My company often uses Luigi to manage complex pipelines. We are doing more and more programming in Julia here, so I’ve been kicking around the idea of a native Julia solution for defining and managing a pipeline.
Would that be useful to anyone? If so, any features that are particularly important to you? Any output targets that you’d like to see? Anything that bugs you about Luigi that you definitely don’t want?
Reading about acyclic graphs after learning about Dagger.jl is what actually got me thinking about this! I’d definitely appreciate any advice/thoughts on how Dagger handles task graphing.
Dagger supports declaring task graphs in pure Julia, allowing you to express complex sets of dependencies and ensure proper task ordering. Tasks may also spawn new tasks, potentially waiting on them to complete or fetching their results, making it easy to spawn entire subgraphs on-demand. Dagger also supports checkpointing task results to disk (or any arbitrary storage location), and if the process crashes or fails, Dagger can later restore those results instead of executing the task again. Additionally, Dagger has limited fault tolerance capability which will restart tasks when a worker dies to ensure that the task DAG completes even in the face of arbitrary worker failures.

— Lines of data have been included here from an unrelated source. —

//! Platform executor: OS-specific side effects behind one interface
//!
//! The dispatcher only ever talks to [`PlatformExecutor`]. The concrete
//! implementation is picked once at startup by [`native`] (or replaced with
//! [`DryRunExecutor`]), so no handler branches on the operating system.
//!
//! Shell-backed executors are split in two: a [`PlatformCommands`] table
//! that builds [`Invocation`]s without running anything, and
//! [`ShellExecutor`] which runs them. Every command table compiles on every
//! OS so each one can be tested anywhere.

mod dry_run;
mod linux;
mod macos;
mod windows;

use std::process::Stdio;
use std::sync::Arc;
use std::time::Duration;

use async_trait::async_trait;
use tokio::process::Command;
use tokio::time::timeout;

use crate::{Error, Result};

pub use dry_run::DryRunExecutor;
pub use linux::LinuxCommands;
pub use macos::MacCommands;
pub use windows::WindowsCommands;

/// Default timeout for a blocking platform command
const DEFAULT_TIMEOUT: Duration = Duration::from_secs(10);

/// Power or session state change
#[derive(Debug, Clone, Copy, PartialEq, Eq)]
pub enum PowerAction {
    Shutdown,
    Restart,
    Sleep,
    Lock,
}

impl PowerAction {
    /// Parse a spoken command name
    #[must_use]
    pub fn parse(command: &str) -> Option<Self> {
        match command.trim().to_lowercase().as_str() {
            "shutdown" | "shut down" | "power off" => Some(Self::Shutdown),
            "restart" | "reboot" => Some(Self::Restart),
            "sleep" | "suspend" => Some(Self::Sleep),
            "lock" => Some(Self::Lock),
            _ => None,
        }
    }

    #[must_use]
    pub const fn as_str(self) -> &'static str {
        match self {
            Self::Shutdown => "shutdown",
            Self::Restart => "restart",
            Self::Sleep => "sleep",
            Self::Lock => "lock",
        }
    }
}

/// Output volume adjustment; percentages are clamped to 0..=100
#[derive(Debug, Clone, Copy, PartialEq, Eq)]
pub enum VolumeChange {
    Set(u8),
    Increase(u8),
    Decrease(u8),
    Mute,
    Unmute,
}

/// Gesture sent to the active window
#[derive(Debug, Clone, Copy, PartialEq, Eq)]
pub enum WindowGesture {
    Minimize,
    Maximize,
}

impl WindowGesture {
    #[must_use]
    pub fn parse(command: &str) -> Option<Self> {
        match command.trim().to_lowercase().as_str() {
            "minimize" | "minimise" => Some(Self::Minimize),
            "maximize" | "maximise" => Some(Self::Maximize),
            _ => None,
        }
    }
}

/// Result of a platform operation
///
/// The core only branches on `success`; `diagnostic` is for logs.
#[derive(Debug, Clone, PartialEq, Eq)]
pub struct Outcome {
    pub success: bool,
    pub diagnostic: Option<String>,
}

impl Outcome {
    #[must_use]
    pub const fn ok() -> Self {
        Self {
            success: true,
            diagnostic: None,
        }
    }

    #[must_use]
    pub fn failed(diagnostic: impl Into<String>) -> Self {
        Self {
            success: false,
            diagnostic: Some(diagnostic.into()),
        }
    }
}

/// Capability interface over OS-specific side effects
#[async_trait]
pub trait PlatformExecutor: Send + Sync {
    /// Short name for logs ("linux", "macos", "dry-run", ...)
    fn name(&self) -> &str;

    /// Launch an application by spoken name
    async fn launch_app(&self, app: &str) -> Outcome;

    /// Terminate a running application by spoken name
    async fn close_app(&self, app: &str) -> Outcome;

    /// Change power or session state
    async fn power_action(&self, action: PowerAction) -> Outcome;

    /// Adjust output volume
    async fn set_volume(&self, change: VolumeChange) -> Outcome;

    /// Minimize or maximize the active window
    async fn window_gesture(&self, gesture: WindowGesture) -> Outcome;

    /// Open a URL in the default handler
    async fn open_url(&self, url: &str) -> Outcome;
}

/// A single process invocation
#[derive(Debug, Clone, PartialEq, Eq)]
pub struct Invocation {
    pub program: String,
    pub args: Vec<String>,
    /// Spawn and return immediately instead of waiting for exit
    pub detached: bool,
}

impl Invocation {
    /// A command that is waited on and must exit successfully
    pub fn run<I, S>(program: &str, args: I) -> Self
    where
        I: IntoIterator<Item = S>,
        S: Into<String>,
    {
        Self {
            program: program.to_string(),
            args: args.into_iter().map(Into::into).collect(),
            detached: false,
        }
    }

    /// A command that is spawned and left running
    pub fn spawn<I, S>(program: &str, args: I) -> Self
    where
        I: IntoIterator<Item = S>,
        S: Into<String>,
    {
        Self {
            detached: true,
            ..Self::run(program, args)
        }
    }
}

/// Per-OS command table; `None` means the operation is unsupported
pub trait PlatformCommands: Send + Sync {
    fn name(&self) -> &'static str;

    /// Map a spoken application name to the platform's program name
    fn resolve_app(&self, app: &str) -> String;

    fn launch_app(&self, program: &str) -> Option<Invocation>;

    fn close_app(&self, program: &str) -> Option<Invocation>;

    fn power_action(&self, action: PowerAction) -> Option<Invocation>;

    fn set_volume(&self, change: VolumeChange) -> Option<Invocation>;

    fn window_gesture(&self, gesture: WindowGesture) -> Option<Invocation>;

    fn open_url(&self, url: &str) -> Option<Invocation>;
}

/// Normalize a spoken app name into an alias-table key
pub(crate) fn alias_key(app: &str) -> String {
    app.trim().to_lowercase().replace(' ', "")
}

/// Runs a [`PlatformCommands`] table as real processes
pub struct ShellExecutor<P> {
    commands: P,
    timeout: Duration,
}

impl<P: PlatformCommands> ShellExecutor<P> {
    pub const fn new(commands: P) -> Self {
        Self {
            commands,
            timeout: DEFAULT_TIMEOUT,
        }
    }

    #[must_use]
    pub const fn with_timeout(mut self, timeout: Duration) -> Self {
        self.timeout = timeout;
        self
    }

    async fn execute(&self, operation: &str, invocation: Option<Invocation>) -> Outcome {
        let Some(invocation) = invocation else {
            tracing::warn!(
                platform = self.commands.name(),
                operation,
                "operation not supported on this platform"
            );
            return Outcome::failed(format!("{operation} is not supported on {}", self.commands.name()));
        };

        tracing::debug!(
            program = %invocation.program,
            args = ?invocation.args,
            detached = invocation.detached,
            operation,
            "running platform command"
        );

        match run_invocation(&invocation, self.timeout).await {
            Ok(()) => Outcome::ok(),
            Err(e) => {
                tracing::warn!(operation, program = %invocation.program, error = %e, "platform command failed");
                Outcome::failed(e.to_string())
            }
        }
    }
}

async fn run_invocation(invocation: &Invocation, limit: Duration) -> Result<()> {
    let program = &invocation.program;
    let mut command = Command::new(program);
    command.args(&invocation.args).stdin(Stdio::null());

    if invocation.detached {
        command.stdout(Stdio::null()).stderr(Stdio::null());
        command
            .spawn()
            .map_err(|e| Error::Executor(format!("failed to spawn {program}: {e}")))?;
        return Ok(());
    }

    command.stdout(Stdio::piped()).stderr(Stdio::piped());
    let output = timeout(limit, command.output())
        .await
        .map_err(|_| Error::Executor(format!("{program} timed out after {limit:?}")))?
        .map_err(|e| Error::Executor(format!("failed to run {program}: {e}")))?;

    if output.status.success() {
        return Ok(());
    }

    let code = output.status.code().unwrap_or(-1);
    let stderr = String::from_utf8_lossy(&output.stderr);
    Err(Error::Executor(format!(
        "{program} exited with code {code}: {}",
        stderr.trim()
    )))
}

#[async_trait]
impl<P: PlatformCommands> PlatformExecutor for ShellExecutor<P> {
    fn name(&self) -> &str {
        self.commands.name()
    }

    async fn launch_app(&self, app: &str) -> Outcome {
        let program = self.commands.resolve_app(app);
        self.execute("launch_app", self.commands.launch_app(&program))
            .await
    }

    async fn close_app(&self, app: &str) -> Outcome {
        let program = self.commands.resolve_app(app);
        self.execute("close_app", self.commands.close_app(&program))
            .await
    }

    async fn power_action(&self, action: PowerAction) -> Outcome {
        self.execute(action.as_str(), self.commands.power_action(action))
            .await
    }

    async fn set_volume(&self, change: VolumeChange) -> Outcome {
        self.execute("set_volume", self.commands.set_volume(change))
            .await
    }

    async fn window_gesture(&self, gesture: WindowGesture) -> Outcome {
        self.execute("window_gesture", self.commands.window_gesture(gesture))
            .await
    }

    async fn open_url(&self, url: &str) -> Outcome {
        self.execute("open_url", self.commands.open_url(url)).await
    }
}

/// The executor for the OS this binary was built for
#[must_use]
pub fn native() -> Arc<dyn PlatformExecutor> {
    if cfg!(target_os = "macos") {
        Arc::new(ShellExecutor::new(MacCommands))
    } else if cfg!(target_os = "windows") {
        Arc::new(ShellExecutor::new(WindowsCommands))
    } else {
        Arc::new(ShellExecutor::new(LinuxCommands))
    }
}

Right now, Dagger’s fault tolerance and checkpointing infrastructure is still very much a WIP, and most certainly will not compare to what Luigi can recover from. This is something I’d like to improve, but I’d need help from the community to determine where our robustness falls short so that it can be fixed/improved.
Dagger also doesn’t have any native support for running jobs on Hadoop or via other programs/languages, but you can always shell out (via run) to another program, so it is possible to roll your own integration.
Sure thing! If you feel like you’re willing to give Dagger a shot at replacing Luigi for your use case, then feel free to reach out with any problems you run into.